Quanta cultura c’è in un chicco di grano? L’antica arte della macinatura, praticata da secoli anche sui pendii del Monte Titano è testimonianza viva di una tradizione rurale che si rinnova di giorno in giorno, con l’avvento della tecnologia.

 

di Daniele Bartolucci

 

Quanta cultura c’è in un chicco di grano? L’antica arte della macinatura, praticata da secoli anche sui pendii del Monte Titano è testimonianza viva di una tradizione rurale che si rinnova di giorno in giorno, con l’avvento della tecnologia. Ma anche con veri e propri salti nel passato, come è il caso del Frassineto.

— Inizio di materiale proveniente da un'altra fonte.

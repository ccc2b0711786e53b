//! Pipeline driver
//!
//! Orchestrates decode -> build -> batch -> load over a full input
//! stream. A single record's decode failure increments a counter and is
//! skipped; a failed batch is counted and the run continues. Only a
//! collaborator failure at startup (destination unreachable) is fatal.
//!
//! The pipeline is a linear producer/consumer with synchronous
//! backpressure: batch submission blocks the decode loop until the batch
//! is accepted or exhausts its retries, bounding memory to one in-flight
//! batch plus the active decode buffer.

use crate::batch::BatchAccumulator;
use crate::config::PipelineConfig;
use crate::decode::{decoder_for, InputFormat, RawEvent};
use crate::load::{BatchState, LoadClient};
use crate::row::build_row;
use crate::sink::RowSink;
use evload_common::Result;
use serde::Serialize;
use std::path::{Path, PathBuf};
use std::sync::Arc;
use tracing::{info, warn};

/// Per-stream accounting, emitted as the final summary. Counters are
/// independent per input stream.
#[derive(Debug, Clone, Default, Serialize)]
pub struct StreamSummary {
    /// Logical name of the stream, for diagnostics
    pub stream: String,
    pub records_seen: u64,
    pub decode_failures: u64,
    pub rows_inserted: u64,
    pub rows_failed: u64,
    pub batches_submitted: u64,
    pub batches_failed: u64,
}

/// Drives the whole pipeline for one or more input streams.
pub struct PipelineDriver {
    config: PipelineConfig,
    sink: Arc<dyn RowSink>,
}

impl PipelineDriver {
    /// Create a driver with explicit configuration and a destination
    /// sink. Configuration is validated up front.
    pub fn new(config: PipelineConfig, sink: Arc<dyn RowSink>) -> Result<Self> {
        config.validate()?;
        Ok(Self { config, sink })
    }

    /// Run the pipeline over one decoded record stream.
    pub async fn run_stream<I>(&self, name: &str, records: I) -> StreamSummary
    where
        I: Iterator<Item = Result<RawEvent>>,
    {
        let loader = LoadClient::new(
            self.sink.clone(),
            self.config.table.clone(),
            self.config.max_retries,
            self.config.backoff_base(),
        );
        let mut accumulator = BatchAccumulator::new(self.config.batch_size);
        let mut summary = StreamSummary {
            stream: name.to_string(),
            ..Default::default()
        };

        for record in records {
            summary.records_seen += 1;
            let event = match record {
                Ok(event) => event,
                Err(err) => {
                    summary.decode_failures += 1;
                    warn!(stream = name, error = %err, "skipping undecodable record");
                    continue;
                },
            };
            if accumulator.push(build_row(&event)) {
                self.flush(&loader, &mut accumulator, &mut summary).await;
                info!(
                    stream = name,
                    records = summary.records_seen,
                    "processed records so far"
                );
            }
        }

        // end-of-stream remainder goes through the same retry path
        if !accumulator.is_empty() {
            self.flush(&loader, &mut accumulator, &mut summary).await;
        }

        info!(
            stream = name,
            records_seen = summary.records_seen,
            decode_failures = summary.decode_failures,
            rows_inserted = summary.rows_inserted,
            rows_failed = summary.rows_failed,
            batches_submitted = summary.batches_submitted,
            batches_failed = summary.batches_failed,
            "stream complete"
        );
        summary
    }

    async fn flush(
        &self,
        loader: &LoadClient,
        accumulator: &mut BatchAccumulator,
        summary: &mut StreamSummary,
    ) {
        let batch = accumulator.drain();
        if batch.is_empty() {
            return;
        }
        summary.batches_submitted += 1;
        let outcome = loader.submit(batch).await;
        match outcome.state {
            BatchState::Inserted => summary.rows_inserted += outcome.rows as u64,
            _ => {
                summary.batches_failed += 1;
                summary.rows_failed += outcome.rows as u64;
            },
        }
    }

    /// Process one file. Failure to open the file is an error; decode
    /// failures within it are not.
    pub async fn run_file(&self, path: &Path, format: InputFormat) -> Result<StreamSummary> {
        let file = std::fs::File::open(path)?;
        let reader = std::io::BufReader::new(file);
        let name = path.display().to_string();
        Ok(self.run_stream(&name, decoder_for(reader, format)).await)
    }

    /// Process files sequentially in listing order. Each file gets
    /// independent counters and batches. The destination is probed once
    /// up front; an unreachable store aborts the whole run.
    pub async fn run_files(&self, paths: &[PathBuf], format: InputFormat) -> Result<Vec<StreamSummary>> {
        self.sink.check_connectivity().await?;

        let mut summaries = Vec::with_capacity(paths.len());
        for path in paths {
            summaries.push(self.run_file(path, format).await?);
        }
        Ok(summaries)
    }
}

Come se avesse utilizzato una macchina del tempo, il Consorzio Terra di San Marino è riuscito a tornare indietro di oltre cinquant’anni e portare nel terzo millennio le alte spighe di quel grano antico, per produrre una farina eccezionale, unica si potrebbe dire, ma realmente sammarinese.

Questa varietà, infatti, era ben presente nel centro Italia, spazzata via nel dopoguerra dalle coltivazioni intensive. Il paradosso, ben spiegato in Fiera da Graziano Serrandrei e Alberto Naso, rispettivamente Presidente e Direttore della Cooperativa C.A.P.A., è però che il difetto del Frassineto è oggi anche la sua fortuna, ed è questo che ha spinto gli agricoltori a riportarlo in auge, qui a San Marino.

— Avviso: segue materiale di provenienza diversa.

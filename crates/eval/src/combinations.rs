// Copyright (C) 2025 Vince Vasta
// SPDX-License-Identifier: Apache-2.0

//! Lazy k-subsets enumeration.
use std::iter::FusedIterator;

/// Returns the binomial coefficient for n choose k.
pub fn nck(n: usize, k: usize) -> usize {
    if k > n {
        return 0;
    }

    // nck(n, k) = nck(n, n - k), multiply and divide on the shorter side.
    let k = k.min(n - k);
    (0..k).fold(1, |acc, i| acc * (n - i) / (i + 1))
}

/// An iterator over all the k-subsets of a slice.
///
/// Subsets are yielded in lexicographic order of their positions, each subset
/// keeps the relative order of the items in the input slice:
///
/// ```
/// # use shortstack_eval::combinations;
/// let pairs = combinations(&['a', 'b', 'c'], 2).collect::<Vec<_>>();
/// assert_eq!(pairs, vec![vec!['a', 'b'], vec!['a', 'c'], vec!['b', 'c']]);
/// ```
///
/// The iterator borrows the items and can be cloned to restart the
/// enumeration from its current position.
#[derive(Debug, Clone)]
pub struct Combinations<'a, T> {
    items: &'a [T],
    indices: Vec<usize>,
    remaining: usize,
}

/// Creates an iterator over all k-subsets of `items`.
///
/// With `k == 0` there is one empty subset, with `k > items.len()` none.
pub fn combinations<T: Copy>(items: &[T], k: usize) -> Combinations<'_, T> {
    Combinations {
        items,
        indices: (0..k).collect(),
        remaining: nck(items.len(), k),
    }
}

impl<T: Copy> Combinations<'_, T> {
    /// Moves the indices to the next subset.
    fn advance(&mut self) {
        let (n, k) = (self.items.len(), self.indices.len());

        // Find the rightmost index that can still move right.
        if let Some(pos) = (0..k).rev().find(|&i| self.indices[i] < n - k + i) {
            self.indices[pos] += 1;
            for i in pos + 1..k {
                self.indices[i] = self.indices[i - 1] + 1;
            }
        }
    }
}

impl<T: Copy> Iterator for Combinations<'_, T> {
    type Item = Vec<T>;

    fn next(&mut self) -> Option<Self::Item> {
        if self.remaining == 0 {
            return None;
        }

        let subset = self.indices.iter().map(|&i| self.items[i]).collect();

        self.remaining -= 1;
        if self.remaining > 0 {
            self.advance();
        }

        Some(subset)
    }

    fn size_hint(&self) -> (usize, Option<usize>) {
        (self.remaining, Some(self.remaining))
    }
}

impl<T: Copy> ExactSizeIterator for Combinations<'_, T> {}

impl<T: Copy> FusedIterator for Combinations<'_, T> {}

#[cfg(test)]
mod tests {
    use super::*;
    use ahash::HashSet;

    #[test]
    fn binomials() {
        assert_eq!(nck(5, 0), 1);
        assert_eq!(nck(5, 5), 1);
        assert_eq!(nck(4, 2), 6);
        assert_eq!(nck(5, 3), 10);
        assert_eq!(nck(9, 5), 126);
        assert_eq!(nck(52, 5), 2_598_960);
        assert_eq!(nck(3, 4), 0);
        assert_eq!(nck(0, 0), 1);
    }

    #[test]
    fn all_subsets() {
        let items = (0..9).collect::<Vec<u32>>();

        for k in 0..=9 {
            let subsets = combinations(&items, k).collect::<Vec<_>>();
            assert_eq!(subsets.len(), nck(9, k));

            let unique = subsets.iter().cloned().collect::<HashSet<_>>();
            assert_eq!(unique.len(), subsets.len());

            for subset in &subsets {
                assert_eq!(subset.len(), k);
                assert!(subset.windows(2).all(|w| w[0] < w[1]));
            }
        }
    }

    #[test]
    fn keeps_input_order() {
        let subsets = combinations(&[3, 1, 2], 2).collect::<Vec<_>>();
        assert_eq!(subsets, vec![vec![3, 1], vec![3, 2], vec![1, 2]]);
    }

    #[test]
    fn edge_sizes() {
        let items = [1, 2, 3];
        assert_eq!(combinations(&items, 0).collect::<Vec<_>>(), vec![vec![]]);
        assert_eq!(combinations(&items, 3).collect::<Vec<_>>(), vec![vec![1, 2, 3]]);
        assert_eq!(combinations(&items, 4).count(), 0);
        assert_eq!(combinations::<u8>(&[], 0).count(), 1);
        assert_eq!(combinations::<u8>(&[], 1).count(), 0);
    }

    #[test]
    fn restartable() {
        let items = ['a', 'b', 'c', 'd'];
        let iter = combinations(&items, 2);
        assert_eq!(iter.len(), 6);

        let first = iter.clone().collect::<Vec<_>>();
        let second = iter.collect::<Vec<_>>();
        assert_eq!(first, second);

        let mut iter = combinations(&items, 2);
        iter.next();
        assert_eq!(iter.len(), 5);
        assert_eq!(iter.clone().count(), 5);
        assert_eq!(iter.count(), 5);
    }
}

Il Frassineto è infatti una varietà di grano molto vigorosa, capace di superare il metro e mezzo di altezza, ma proprio quando le spighe iniziano a maturare e quindi ad appesantirsi, le piogge e il vento forte lo spingono verso il basso fino a piegarsi, per cui si scelsero, nel corso degli anni, altre varietà più basse e stabili. Il problema però, che si presentò solo in seguito, fu che in basso crescono anche le erbacce, che infestano i campi di grano: la soluzione, che tutti conosciamo, è stata un uso sempre più massiccio di diserbanti.

Il Frassineto, invece, cresce “sopra” le erbacce, e mantiene per questo inalterate le sue proprietà fino alla mietitura, trasformandosi in una pianta green in tutti i sensi, perché non necessita più di quegli interventi chimici. Proprietà che ne fanno un grano “nobile” e, di conseguenza anche la farina, come hanno potuto apprezzare anche i visitatori della Fiera Agricola, per i quali ne è stata prodotta oltre un quintale nel “mulino portatile” della Cooperativa C.A.P.A.

Il successo dell’iniziativa non racconta però lo sforzo compiuto nello studiare questa varietà scomparsa a San Marino e in quasi tutto lo stivale italiano: solo un’azienda in provincia di Volterra ne aveva abbastanza semi per far partire nella campagna 2014-2015 una prima coltura, su due ettari di terra in zona Falciano. Poi c’erano i cinghiali da tenere lontani, perché ne vanno ghiotti, per cui si è optato per terreni vicini alle zone abitate.

Ma alla fine la produzione è partita, una produzione prettamente bio anche se ancora manca una normativa ad hoc, ma è un punto di partenza importante per il settore: a breve, “nello stesso solco” è il caso di dire, partiranno altri progetti sui grani antichi, come il Gentil rosso o il Baffone.